In a recent interview with the Observer, UCU general secretary, Jo Grady, said that close to a million students moving from all corners of the country into halls of residence and “congregat[ing] in large numbers” could lead to universities being the “care homes of any second wave of Covid”.
It’s not just academic staff who are concerned about the prospect of universities reopening: students and their parents are anxious too. Universities are already known as being a breeding ground for diseases, with ‘freshers’ flu’ often joked as being a first-semester rite of passage.
Meanwhile, Labour shadow minister for universities, Emma Hardy, accused the government of neglecting universities and letting them deal with the problem themselves. The Tories’ shambolic handling of the coronavirus crisis is ample cause for concern, and the recent reopening of schools which the government has bulldozed through has only added fuel to the fire.
In the United States, where many students have already returned to their universities, thousands of coronavirus cases have been linked back to campuses. There is also the danger that many students attending universities will have come from newly-announced ‘Covid hotspots‘, including Birmingham and Leeds.
The UCU does not want students to return to campuses until Christmas unless universities implement stringent testing programmes. According to Grady, “there are no plans for universal testing on campus, or even for everybody who moves out of a lockdown zone to be tested before they’re allowed to go to university”.
It is not just students and staff who would be put at risk by this reckless rush back to campus – wider communities would also be put in danger by increased infection rates. Students flock to pubs and shopping centres during freshers’ week; understandably, they don’t want to spend their whole semester cooped up in their rooms.

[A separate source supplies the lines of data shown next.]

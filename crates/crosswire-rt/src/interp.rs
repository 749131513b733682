/// Third-order Lagrange resampler over a four-sample history.
///
/// One instance per channel; state carries across blocks so chained calls
/// produce a continuous signal. When the input runs dry the history is fed
/// silence, which is what the sync buffer wants on an underrun.
#[derive(Debug, Clone)]
pub struct LagrangeResampler {
    history: [f32; 4],
    position: f64,
}

impl Default for LagrangeResampler {
    fn default() -> Self {
        Self::new()
    }
}

impl LagrangeResampler {
    pub fn new() -> Self {
        Self {
            history: [0.0; 4],
            position: 1.0,
        }
    }

    pub fn reset(&mut self) {
        self.history = [0.0; 4];
        self.position = 1.0;
    }

    /// Produces `output.len()` samples while consuming input at `ratio`
    /// input samples per output sample. Returns the number of input samples
    /// consumed, which may exceed `input.len()` if the tail was silence.
    pub fn process(&mut self, ratio: f64, input: &[f32], output: &mut [f32]) -> usize {
        let mut consumed = 0usize;
        for out in output.iter_mut() {
            while self.position >= 1.0 {
                let sample = input.get(consumed).copied().unwrap_or(0.0);
                self.push(sample);
                consumed += 1;
                self.position -= 1.0;
            }
            *out = interpolate(&self.history, self.position as f32);
            self.position += ratio;
        }
        consumed
    }

    #[inline]
    fn push(&mut self, sample: f32) {
        self.history[0] = self.history[1];
        self.history[1] = self.history[2];
        self.history[2] = self.history[3];
        self.history[3] = sample;
    }
}

/// Lagrange basis over nodes {-1, 0, 1, 2}, evaluated at `t` in [0, 1)
/// between `history[1]` and `history[2]`.
#[inline]
fn interpolate(history: &[f32; 4], t: f32) -> f32 {
    let y0 = history[0];
    let y1 = history[1];
    let y2 = history[2];
    let y3 = history[3];

    let c0 = -t * (t - 1.0) * (t - 2.0) / 6.0;
    let c1 = (t + 1.0) * (t - 1.0) * (t - 2.0) / 2.0;
    let c2 = -(t + 1.0) * t * (t - 2.0) / 2.0;
    let c3 = (t + 1.0) * t * (t - 1.0) / 6.0;

    y0 * c0 + y1 * c1 + y2 * c2 + y3 * c3
}

#[cfg(test)]
mod tests {
    use super::*;

    #[test]
    fn unit_ratio_reproduces_input_with_fixed_delay() {
        let mut interp = LagrangeResampler::new();
        let input: Vec<f32> = (0..64).map(|i| (i as f32 * 0.1).sin()).collect();
        let mut output = vec![0.0f32; 64];
        let consumed = interp.process(1.0, &input, &mut output);
        assert_eq!(consumed, 64);

        // History primes with two samples of group delay; after that the
        // interpolated output tracks the input exactly at ratio 1.
        for i in 3..64 {
            assert!(
                (output[i] - input[i - 2]).abs() < 1e-4,
                "sample {i}: {} vs {}",
                output[i],
                input[i - 2]
            );
        }
    }

    #[test]
    fn consumption_matches_ratio() {
        let mut interp = LagrangeResampler::new();
        let input = vec![0.0f32; 4096];
        let mut output = vec![0.0f32; 480];
        let ratio = 44_100.0 / 48_000.0;
        let consumed = interp.process(ratio, &input, &mut output);
        let expected = (480.0 * ratio).ceil() as usize;
        assert!(
            consumed.abs_diff(expected) <= 2,
            "consumed {consumed}, expected about {expected}"
        );
    }

    #[test]
    fn interpolates_linear_ramp_exactly() {
        let mut interp = LagrangeResampler::new();
        let input: Vec<f32> = (0..100).map(|i| i as f32).collect();
        let mut output = vec![0.0f32; 150];
        interp.process(2.0 / 3.0, &input, &mut output);
        // A cubic Lagrange fits a line exactly; check mid-stream spacing.
        for i in 20..140 {
            let step = output[i + 1] - output[i];
            assert!((step - 2.0 / 3.0).abs() < 1e-3, "step {step} at {i}");
        }
    }

    #[test]
    fn exhausted_input_continues_with_silence() {
        let mut interp = LagrangeResampler::new();
        let input = vec![1.0f32; 4];
        let mut output = vec![0.0f32; 32];
        let consumed = interp.process(1.0, &input, &mut output);
        assert!(consumed >= 32);
        assert!(output[10..].iter().all(|s| s.abs() < 1e-6));
    }
}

No doubt the Tories will use this as a scapegoat to deflect the blame if there are flare-ups in university cities. This would be in spite of their concerted efforts to get people back into pubs and restaurants with the ‘Eat Out To Help Out’ scheme.
It’s no surprise that universities are keen to get students back to campus, given that many institutions are struggling financially. With an inevitable drop in overseas students – who can pay up to three times as much as British students – universities are set to face serious financial problems.

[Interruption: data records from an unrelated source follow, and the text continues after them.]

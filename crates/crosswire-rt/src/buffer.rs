use serde::{Deserialize, Serialize};

/// Stream parameters shared between a host callback and the processing core.
#[derive(Debug, Clone, PartialEq, Serialize, Deserialize)]
pub struct StreamConfig {
    pub sample_rate: f64,
    pub block_size: usize,
    pub channels: usize,
}

impl StreamConfig {
    pub fn new(sample_rate: f64, block_size: usize, channels: usize) -> Self {
        Self {
            sample_rate,
            block_size,
            channels,
        }
    }
}

/// Non-interleaved audio buffer for processing.
#[derive(Debug, Clone, Default)]
pub struct AudioBuffer {
    channels: Vec<Vec<f32>>,
}

impl AudioBuffer {
    pub fn new(num_channels: usize, frames: usize) -> Self {
        let channels = (0..num_channels).map(|_| vec![0.0; frames]).collect();
        Self { channels }
    }

    pub fn from_config(config: &StreamConfig) -> Self {
        Self::new(config.channels, config.block_size)
    }

    pub fn channel_count(&self) -> usize {
        self.channels.len()
    }

    /// Number of frames per channel.
    pub fn len(&self) -> usize {
        self.channels
            .first()
            .map(|channel| channel.len())
            .unwrap_or_default()
    }

    pub fn is_empty(&self) -> bool {
        self.len() == 0
    }

    /// Grows the buffer if necessary. Shrinking is never performed so a
    /// buffer sized once outside the realtime path stays allocation-free.
    pub fn ensure_capacity(&mut self, num_channels: usize, frames: usize) {
        let frames = frames.max(self.len());
        for channel in &mut self.channels {
            if channel.len() < frames {
                channel.resize(frames, 0.0);
            }
        }
        while self.channels.len() < num_channels {
            self.channels.push(vec![0.0; frames]);
        }
    }

    pub fn resize(&mut self, num_channels: usize, frames: usize) {
        self.channels.resize_with(num_channels, Vec::new);
        for channel in &mut self.channels {
            channel.resize(frames, 0.0);
        }
    }

    pub fn clear(&mut self) {
        for channel in &mut self.channels {
            channel.fill(0.0);
        }
    }

    pub fn clear_range(&mut self, frames: usize) {
        for channel in &mut self.channels {
            let end = frames.min(channel.len());
            channel[..end].fill(0.0);
        }
    }

    pub fn channel(&self, index: usize) -> &[f32] {
        &self.channels[index]
    }

    pub fn channel_mut(&mut self, index: usize) -> &mut [f32] {
        &mut self.channels[index]
    }

    pub fn channels(&self) -> impl Iterator<Item = &Vec<f32>> {
        self.channels.iter()
    }

    pub fn channels_mut(&mut self) -> impl Iterator<Item = &mut Vec<f32>> {
        self.channels.iter_mut()
    }

    pub fn iter_mut(&mut self) -> impl Iterator<Item = &mut f32> {
        self.channels
            .iter_mut()
            .flat_map(|channel| channel.iter_mut())
    }

    /// Copies `frames` samples of `src_channel` into `dst_channel`.
    pub fn copy_channel_from(
        &mut self,
        dst_channel: usize,
        src: &AudioBuffer,
        src_channel: usize,
        frames: usize,
    ) {
        let src = src.channel(src_channel);
        let dst = self.channel_mut(dst_channel);
        let len = frames.min(src.len()).min(dst.len());
        dst[..len].copy_from_slice(&src[..len]);
    }

    /// Sums `frames` samples of `src_channel` into `dst_channel`.
    pub fn add_channel_from(
        &mut self,
        dst_channel: usize,
        src: &AudioBuffer,
        src_channel: usize,
        frames: usize,
    ) {
        let src = src.channel(src_channel);
        let dst = self.channel_mut(dst_channel);
        let len = frames.min(src.len()).min(dst.len());
        for (d, s) in dst[..len].iter_mut().zip(&src[..len]) {
            *d += *s;
        }
    }

    /// Sums every channel of `src` into this buffer with a linear gain.
    pub fn add_from_with_gain(&mut self, src: &AudioBuffer, frames: usize, gain: f32) {
        let channels = self.channel_count().min(src.channel_count());
        for ch in 0..channels {
            let src_ch = src.channel(ch);
            let dst_ch = self.channel_mut(ch);
            let len = frames.min(src_ch.len()).min(dst_ch.len());
            for (d, s) in dst_ch[..len].iter_mut().zip(&src_ch[..len]) {
                *d += *s * gain;
            }
        }
    }
}
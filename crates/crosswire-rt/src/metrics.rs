use std::sync::atomic::{AtomicU64, Ordering};
use std::sync::Arc;
use std::time::Duration;

use crossbeam_queue::ArrayQueue;

/// Snapshot of a device callback's timing health.
#[derive(Debug, Clone, Copy, Default)]
pub struct CallbackMetrics {
    pub xruns: u64,
    pub last_block_ns: u64,
    pub max_block_ns: u64,
}

/// Lock-free collector fed by a realtime callback and drained from control
/// threads. The history ring is bounded; old entries are overwritten.
#[derive(Clone)]
pub struct MetricsCollector {
    inner: Arc<MetricsInner>,
}

struct MetricsInner {
    xruns: AtomicU64,
    last_block_ns: AtomicU64,
    max_block_ns: AtomicU64,
    history: ArrayQueue<CallbackMetrics>,
}

impl MetricsCollector {
    pub fn new(history_capacity: usize) -> Self {
        Self {
            inner: Arc::new(MetricsInner {
                xruns: AtomicU64::new(0),
                last_block_ns: AtomicU64::new(0),
                max_block_ns: AtomicU64::new(0),
                history: ArrayQueue::new(history_capacity.max(16)),
            }),
        }
    }

    #[inline]
    pub fn snapshot(&self) -> CallbackMetrics {
        CallbackMetrics {
            xruns: self.inner.xruns.load(Ordering::Relaxed),
            last_block_ns: self.inner.last_block_ns.load(Ordering::Relaxed),
            max_block_ns: self.inner.max_block_ns.load(Ordering::Relaxed),
        }
    }

    /// Records one block's duration; counts an xrun when it overran the
    /// callback period.
    #[inline]
    pub fn record_block(&self, duration: Duration, period_ns: u64) {
        let nanos = duration.as_nanos().min(u128::from(u64::MAX)) as u64;
        self.inner.last_block_ns.store(nanos, Ordering::Relaxed);
        let max_ns = self.inner.update_max(nanos);
        let xruns = if period_ns > 0 && nanos > period_ns {
            self.inner.xruns.fetch_add(1, Ordering::Relaxed) + 1
        } else {
            self.inner.xruns.load(Ordering::Relaxed)
        };
        self.inner.push_history(CallbackMetrics {
            xruns,
            last_block_ns: nanos,
            max_block_ns: max_ns.max(nanos),
        });
    }

    #[inline]
    pub fn register_xrun(&self) {
        let xruns = self.inner.xruns.fetch_add(1, Ordering::Relaxed) + 1;
        self.inner.push_history(CallbackMetrics {
            xruns,
            last_block_ns: self.inner.last_block_ns.load(Ordering::Relaxed),
            max_block_ns: self.inner.max_block_ns.load(Ordering::Relaxed),
        });
    }

    pub fn drain_history(&self) -> Vec<CallbackMetrics> {
        let mut out = Vec::new();
        while let Some(entry) = self.inner.history.pop() {
            out.push(entry);
        }
        out
    }

    pub fn reset(&self) {
        self.inner.xruns.store(0, Ordering::Relaxed);
        self.inner.last_block_ns.store(0, Ordering::Relaxed);
        self.inner.max_block_ns.store(0, Ordering::Relaxed);
        while self.inner.history.pop().is_some() {}
    }
}

impl MetricsInner {
    #[inline]
    fn push_history(&self, metrics: CallbackMetrics) {
        if self.history.push(metrics).is_err() {
            let _ = self.history.pop();
            let _ = self.history.push(metrics);
        }
    }

    #[inline]
    fn update_max(&self, candidate: u64) -> u64 {
        let mut current = self.max_block_ns.load(Ordering::Relaxed);
        while candidate > current {
            match self.max_block_ns.compare_exchange_weak(
                current,
                candidate,
                Ordering::Relaxed,
                Ordering::Relaxed,
            ) {
                Ok(_) => return candidate,
                Err(previous) => current = previous,
            }
        }
        current
    }
}
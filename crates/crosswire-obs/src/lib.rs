//! Crosswire OBS adapter
//! =====================
//! The host-facing surface of the plugin: per-filter-instance modules that
//! route host audio to and from device subscriptions. The host shell
//! (filter registration, property sheets, settings persistence) lives in
//! the C plugin layer; this crate exposes the symmetric core operations:
//! `process`, `get_state`/`set_state`, `set_visible`, and a property
//! description.

pub mod device_io;

#[cfg(feature = "native")]
pub mod context;

pub use device_io::{DeviceIo, PropertyKind, PropertySpec};

#[cfg(feature = "native")]
pub use context::{module_context, shutdown_module_context, ModuleContext, ModuleContextGuard};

University workers have already seen their working conditions worsen considerably over the past few years, with this year’s strike action drawing attention to inequality in the workplace and casualisation forcing staff into precarious situations. A return to work in unsafe conditions represents a continuation of this decline in standards.
As such, it’s important that the UCU links this current debacle with its previous struggles. The coronavirus crisis may be an unforeseen, accidental factor, but the way that university managers are dealing with it is far from surprising. After all, they won’t be the ones delivering face-to-face teaching.
The UCU should look to the recent A-Level protests as an example of what can be achieved with bold, militant action. Students took to the streets in protest against the discriminatory grading system, forcing the government into a u-turn in less than a week. If this is what can be achieved with a few days of last-minute demonstrations, imagine what could be achieved if the UCU threw their weight behind a coordinated, national campaign, reaching out to the wider Labour movement.
Student groups and societies should offer support to their local UCU branches, and coordinate joint actions to pressure both the government and university management into ensuring that campuses are safe. If demands for stringent safety measures and improved working conditions aren’t met, UCU branches should take matters into their own hands by organising health and safety committees to carry out such measures themselves. After all, who knows how to run workplaces better than the workers themselves?
Moreover, we must demand that the government makes up the loss of funding that universities face, so that universities have the funds to implement safety measures without cutting corners. The financial crisis facing universities has revealed what we already knew – that profiteering does not belong in our education. If the coronavirus is causing universities to go bankrupt, then we should demand the nationalisation of the education system outright. That way, we can run universities in the interests of need and not profit.
The Marxist Student Federation will give its full support to any action that will ensure the safety of staff and students. Join us in the fight for a free and fair education system!